Erection is basically a spinal reflex that can be initiated by the recruitment of:

  1. Penile afferents, both autonomic and somatic.
  2. Supraspinal influences from visual, olfactory, and imaginary stimuli.

Several central transmitters are involved in the erectile control. Dopamine, acetylcholine, nitric oxide (NO), and peptides such as oxytocin and adrenocorticotropin/α-melanocyte-stimulating hormone, have a facilitatory role, whereas serotonin may be either facilitatory or inhibitory, and enkephalins are inhibitory.
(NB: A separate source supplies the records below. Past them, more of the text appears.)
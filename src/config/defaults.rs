//! Default values and well-known names.
//!
//! Centralized constants to avoid magic strings scattered across the loaders.

use std::path::PathBuf;

/// The only JSON config file version this crate reads and writes.
pub const JSON_VERSION: i64 = 1;

/// Key holding the version in a JSON config file.
pub const JSON_VERSION_KEY: &str = "version";

/// Extension of JSON config files and settings fragments.
pub const JSON_EXTENSION: &str = "json";

/// Directory name used under the platform config directory.
pub const APP_DIR_NAME: &str = "traitconf";

/// Trait metadata key selecting how container options take values.
pub const MULTIPLICITY_KEY: &str = "multiplicity";

/// Multiplicity of container options when the metadata is absent.
pub const MULTIPLICITY: &str = "append";

/// Suffix of the drop-in directory next to a settings file.
pub const DROP_IN_SUFFIX: &str = ".d";

/// Default directory of the JSON settings manager.
#[must_use]
pub fn config_dir() -> Option<PathBuf> {
    dirs::config_dir().map(|dir| dir.join(APP_DIR_NAME))
}
//! Change records, observers and cross-validators.

use std::fmt;
use std::rc::Rc;

use crate::eventful::Delta;
use crate::trait_types::TraitError;
use crate::value::Value;

use super::HasTraits;

/// The kind of a change notification.
#[derive(Debug, Clone, PartialEq, Eq, Hash)]
pub enum EventType {
    /// A trait's value was replaced.
    Change,
    /// A trait's default was materialized on first read.
    Default,
    /// An eventful container was mutated in place.
    Mutation,
    /// A user-defined event type.
    Other(String),
}

impl EventType {
    #[must_use]
    pub fn as_str(&self) -> &str {
        match self {
            Self::Change => "change",
            Self::Default => "default",
            Self::Mutation => "mutation",
            Self::Other(name) => name,
        }
    }
}

impl fmt::Display for EventType {
    fn fmt(&self, f: &mut fmt::Formatter<'_>) -> fmt::Result {
        f.write_str(self.as_str())
    }
}

/// Which event types an observer receives.
#[derive(Debug, Clone, PartialEq, Eq, Hash)]
pub enum EventFilter {
    All,
    Only(EventType),
}

impl From<EventType> for EventFilter {
    fn from(event_type: EventType) -> Self {
        Self::Only(event_type)
    }
}

impl EventFilter {
    pub(crate) fn key(&self) -> Option<EventType> {
        match self {
            Self::All => None,
            Self::Only(t) => Some(t.clone()),
        }
    }
}

/// Which trait names an observer or validator applies to.
#[derive(Debug, Clone, PartialEq, Eq)]
pub enum Names {
    All,
    Only(Vec<String>),
}

impl Names {
    /// One key per listed name, or the single wildcard key.
    pub(crate) fn keys(&self) -> Vec<Option<String>> {
        match self {
            Self::All => vec![None],
            Self::Only(names) => names.iter().cloned().map(Some).collect(),
        }
    }
}

impl From<&str> for Names {
    fn from(name: &str) -> Self {
        Self::Only(vec![name.to_owned()])
    }
}

impl From<String> for Names {
    fn from(name: String) -> Self {
        Self::Only(vec![name])
    }
}

impl<const N: usize> From<[&str; N]> for Names {
    fn from(names: [&str; N]) -> Self {
        Self::Only(names.iter().map(|&n| n.to_owned()).collect())
    }
}

impl From<Vec<String>> for Names {
    fn from(names: Vec<String>) -> Self {
        Self::Only(names)
    }
}

/// A change notification delivered to observers.
///
/// `old` is `Undefined` for default events; `depth` and `events` are only
/// meaningful for mutation events.
#[derive(Debug, Clone)]
pub struct Change {
    pub name: String,
    pub event_type: EventType,
    pub owner: HasTraits,
    pub old: Value,
    pub new: Value,
    pub depth: usize,
    pub events: Vec<Delta>,
}

impl Change {
    /// A `"change"` event.
    #[must_use]
    pub fn changed(owner: &HasTraits, name: impl Into<String>, old: Value, new: Value) -> Self {
        Self {
            name: name.into(),
            event_type: EventType::Change,
            owner: owner.clone(),
            old,
            new,
            depth: 0,
            events: Vec::new(),
        }
    }

    /// A `"default"` event.
    #[must_use]
    pub fn default_value(owner: &HasTraits, name: impl Into<String>, value: Value) -> Self {
        Self {
            event_type: EventType::Default,
            ..Self::changed(owner, name, Value::undefined(), value)
        }
    }

    /// A `"mutation"` event carrying a batch of deltas. `old` and `new`
    /// both refer to the mutated container.
    #[must_use]
    pub fn mutation(
        owner: &HasTraits,
        name: impl Into<String>,
        depth: usize,
        events: Vec<Delta>,
        container: Value,
    ) -> Self {
        Self {
            event_type: EventType::Mutation,
            depth,
            events,
            ..Self::changed(owner, name, container.clone(), container)
        }
    }

    /// A user-defined event with no old value.
    #[must_use]
    pub fn custom(
        owner: &HasTraits,
        name: impl Into<String>,
        event_type: impl Into<String>,
        new: Value,
    ) -> Self {
        Self {
            event_type: EventType::Other(event_type.into()),
            ..Self::changed(owner, name, Value::undefined(), new)
        }
    }
}

type ObserverFn = dyn Fn(&Change) -> Result<(), TraitError>;

/// A change handler. Handles compare by identity, so the value returned
/// from `observe` is what `unobserve` expects back.
#[derive(Clone)]
pub struct Observer(Rc<ObserverFn>);

impl Observer {
    pub fn new(handler: impl Fn(&Change) -> Result<(), TraitError> + 'static) -> Self {
        Self(Rc::new(handler))
    }

    /// Runs the handler.
    ///
    /// # Errors
    ///
    /// Propagates the handler's error.
    pub fn call(&self, change: &Change) -> Result<(), TraitError> {
        (self.0)(change)
    }
}

impl PartialEq for Observer {
    fn eq(&self, other: &Self) -> bool {
        Rc::ptr_eq(&self.0, &other.0)
    }
}

impl fmt::Debug for Observer {
    fn fmt(&self, f: &mut fmt::Formatter<'_>) -> fmt::Result {
        write!(f, "Observer({:p})", Rc::as_ptr(&self.0).cast::<()>())
    }
}

/// A proposed value awaiting cross-validation.
#[derive(Debug, Clone)]
pub struct Proposal {
    pub owner: HasTraits,
    pub name: String,
    pub value: Value,
}

type ValidatorFn = dyn Fn(&Proposal) -> Result<Value, TraitError>;

/// A cross-validator: receives the proposal and returns the value to store.
#[derive(Clone)]
pub struct Validator(Rc<ValidatorFn>);

impl Validator {
    pub fn new(validate: impl Fn(&Proposal) -> Result<Value, TraitError> + 'static) -> Self {
        Self(Rc::new(validate))
    }

    /// Runs the validator.
    ///
    /// # Errors
    ///
    /// Propagates the validator's rejection.
    pub fn call(&self, proposal: &Proposal) -> Result<Value, TraitError> {
        (self.0)(proposal)
    }
}

impl fmt::Debug for Validator {
    fn fmt(&self, f: &mut fmt::Formatter<'_>) -> fmt::Result {
        write!(f, "Validator({:p})", Rc::as_ptr(&self.0).cast::<()>())
    }
}
//! Human-readable value descriptions for error messages.

use crate::value::Value;

/// Which article to lead a description with.
#[derive(Debug, Clone, Copy, PartialEq, Eq)]
pub enum Article {
    /// "the str 'x'": type name followed by the value's rendering.
    The,
    /// "a str" / "an int": type name only.
    A,
}

/// Describes a value, e.g. `the str 'x'` or `an int`.
#[must_use]
pub fn describe(article: Article, value: &Value) -> String {
    let typename = value.type_name();
    match article {
        Article::The => add_article(&format!("{typename} {value}"), true, false),
        Article::A => add_article(&typename, false, false),
    }
}

/// Prefixes `name` with "the" or with "a"/"an" chosen by its first letter.
#[must_use]
pub fn add_article(name: &str, definite: bool, capital: bool) -> String {
    let article = if definite {
        "the"
    } else if name
        .chars()
        .next()
        .is_some_and(|c| "aeiouAEIOU".contains(c))
    {
        "an"
    } else {
        "a"
    };
    let article = if capital {
        let mut chars = article.chars();
        chars.next().map_or_else(String::new, |first| {
            first.to_uppercase().chain(chars).collect()
        })
    } else {
        article.to_owned()
    };
    format!("{article} {name}")
}

/// Renders a list of alternatives as `a, b or c`.
#[must_use]
pub fn join_alternatives(items: &[String]) -> String {
    match items {
        [] => String::new(),
        [only] => only.clone(),
        [init @ .., last] => format!("{} or {last}", init.join(", ")),
    }
}

#[cfg(test)]
mod tests {
    use super::*;

    #[test]
    fn definite_includes_rendering() {
        assert_eq!(describe(Article::The, &Value::str("x")), "the str 'x'");
        assert_eq!(describe(Article::The, &Value::None), "the NoneType None");
    }

    #[test]
    fn indefinite_picks_a_or_an() {
        assert_eq!(describe(Article::A, &Value::Int(3)), "an int");
        assert_eq!(describe(Article::A, &Value::Float(3.0)), "a float");
    }

    #[test]
    fn capitalized_article() {
        assert_eq!(add_article("Foo", false, true), "A Foo");
        assert_eq!(add_article("int", true, true), "The int");
    }

    #[test]
    fn alternatives_join() {
        let items = vec!["an int".to_owned(), "a str".to_owned(), "None".to_owned()];
        assert_eq!(join_alternatives(&items), "an int, a str or None");
        assert_eq!(join_alternatives(&items[..1]), "an int");
    }
}
//! String, bytes and identifier traits.

use std::rc::Rc;

use crate::has_traits::HasTraits;
use crate::value::Value;

use super::{TraitError, TraitKind, TraitType};

/// Renders a value the way `str()` would: strings unquoted, everything
/// else in literal form.
fn stringify(value: &Value) -> String {
    match value {
        Value::Str(s) => s.clone(),
        other => other.to_string(),
    }
}

/// A text string. ASCII bytes are decoded.
///
/// `Unicode::coerce()` (`CUnicode`) stringifies any value.
#[derive(Debug, Clone, Default)]
pub struct Unicode {
    coerce: bool,
}

impl Unicode {
    #[must_use]
    pub fn new() -> Self {
        Self::default()
    }

    #[must_use]
    pub const fn coerce() -> Self {
        Self { coerce: true }
    }
}

impl TraitKind for Unicode {
    fn type_name(&self) -> &'static str {
        if self.coerce { "CUnicode" } else { "Unicode" }
    }

    fn info(&self) -> String {
        "a unicode string".to_owned()
    }

    fn validate(
        &self,
        trait_type: &Rc<TraitType>,
        obj: &HasTraits,
        value: Value,
    ) -> Result<Value, TraitError> {
        match &value {
            Value::Str(_) => Ok(value),
            Value::Bytes(b) if b.is_ascii() => Ok(Value::Str(String::from_utf8_lossy(b).into_owned())),
            Value::Bytes(b) if self.coerce => Ok(Value::Str(String::from_utf8_lossy(b).into_owned())),
            other if self.coerce => Ok(Value::Str(stringify(other))),
            other => Err(trait_type.error(obj, other)),
        }
    }

    fn default_value(&self) -> Option<Value> {
        Some(Value::str(""))
    }
}

/// A byte string.
///
/// `Bytes::coerce()` (`CBytes`) also accepts strings (UTF-8 encoded) and
/// lists of integers in `0..=255`.
#[derive(Debug, Clone, Default)]
pub struct Bytes {
    coerce: bool,
}

impl Bytes {
    #[must_use]
    pub fn new() -> Self {
        Self::default()
    }

    #[must_use]
    pub const fn coerce() -> Self {
        Self { coerce: true }
    }
}

impl TraitKind for Bytes {
    fn type_name(&self) -> &'static str {
        if self.coerce { "CBytes" } else { "Bytes" }
    }

    fn info(&self) -> String {
        "a bytes".to_owned()
    }

    fn validate(
        &self,
        trait_type: &Rc<TraitType>,
        obj: &HasTraits,
        value: Value,
    ) -> Result<Value, TraitError> {
        match &value {
            Value::Bytes(_) => Ok(value),
            Value::Str(s) if self.coerce => Ok(Value::Bytes(s.as_bytes().to_vec())),
            Value::List(items) if self.coerce => items
                .iter()
                .map(|item| item.as_int().and_then(|i| u8::try_from(i).ok()))
                .collect::<Option<Vec<u8>>>()
                .map(Value::Bytes)
                .ok_or_else(|| trait_type.error(obj, &value)),
            other => Err(trait_type.error(obj, other)),
        }
    }

    fn default_value(&self) -> Option<Value> {
        Some(Value::Bytes(Vec::new()))
    }
}

/// True when `s` is a valid identifier: a letter or `_` followed by
/// letters, digits or `_`.
#[must_use]
pub fn is_identifier(s: &str) -> bool {
    let mut chars = s.chars();
    chars
        .next()
        .is_some_and(|c| c == '_' || c.is_alphabetic())
        && chars.all(|c| c == '_' || c.is_alphanumeric())
}

fn identifier_text(value: &Value) -> Option<String> {
    match value {
        Value::Str(s) => Some(s.clone()),
        Value::Bytes(b) if b.is_ascii() => Some(String::from_utf8_lossy(b).into_owned()),
        _ => None,
    }
}

/// A single identifier.
#[derive(Debug, Clone, Default)]
pub struct ObjectName;

impl ObjectName {
    #[must_use]
    pub const fn new() -> Self {
        Self
    }
}

impl TraitKind for ObjectName {
    fn type_name(&self) -> &'static str {
        "ObjectName"
    }

    fn info(&self) -> String {
        "a valid object identifier".to_owned()
    }

    fn validate(
        &self,
        trait_type: &Rc<TraitType>,
        obj: &HasTraits,
        value: Value,
    ) -> Result<Value, TraitError> {
        match identifier_text(&value) {
            Some(s) if is_identifier(&s) => Ok(Value::Str(s)),
            _ => Err(trait_type.error(obj, &value)),
        }
    }
}

/// A dotted path of identifiers, e.g. `pkg.module.Name`.
#[derive(Debug, Clone, Default)]
pub struct DottedObjectName;

impl DottedObjectName {
    #[must_use]
    pub const fn new() -> Self {
        Self
    }
}

impl TraitKind for DottedObjectName {
    fn type_name(&self) -> &'static str {
        "DottedObjectName"
    }

    fn info(&self) -> String {
        "a valid dotted object name".to_owned()
    }

    fn validate(
        &self,
        trait_type: &Rc<TraitType>,
        obj: &HasTraits,
        value: Value,
    ) -> Result<Value, TraitError> {
        match identifier_text(&value) {
            Some(s) if s.split('.').all(is_identifier) => Ok(Value::Str(s)),
            _ => Err(trait_type.error(obj, &value)),
        }
    }
}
The balance between contractant and relaxant factors, controls the degree of contraction of the smooth muscle of the corpora cavernosa (CC) and determines the functional state of the penis. Noradrenaline contracts both corpora cavernosa (CC) and penile vessels via stimulation of α₁-adrenoceptors. Neurogenic NO is considered the most important factor for relaxation of penile vessels and corpora cavernosa (CC). The role of other mediators, released from nerves or endothelium, has not been definitely established.

In the flaccid state, the intrinsic smooth muscle tone and the sympathetic discharge exert a very high resistance to the incoming blood flow, thus the penis is in moderate state of contraction. When alpha-adrenergic agents such as phenylephrine, are injected into the corpora cavernosa, maximal contraction occurs and the penile shaft becomes shortened and firm.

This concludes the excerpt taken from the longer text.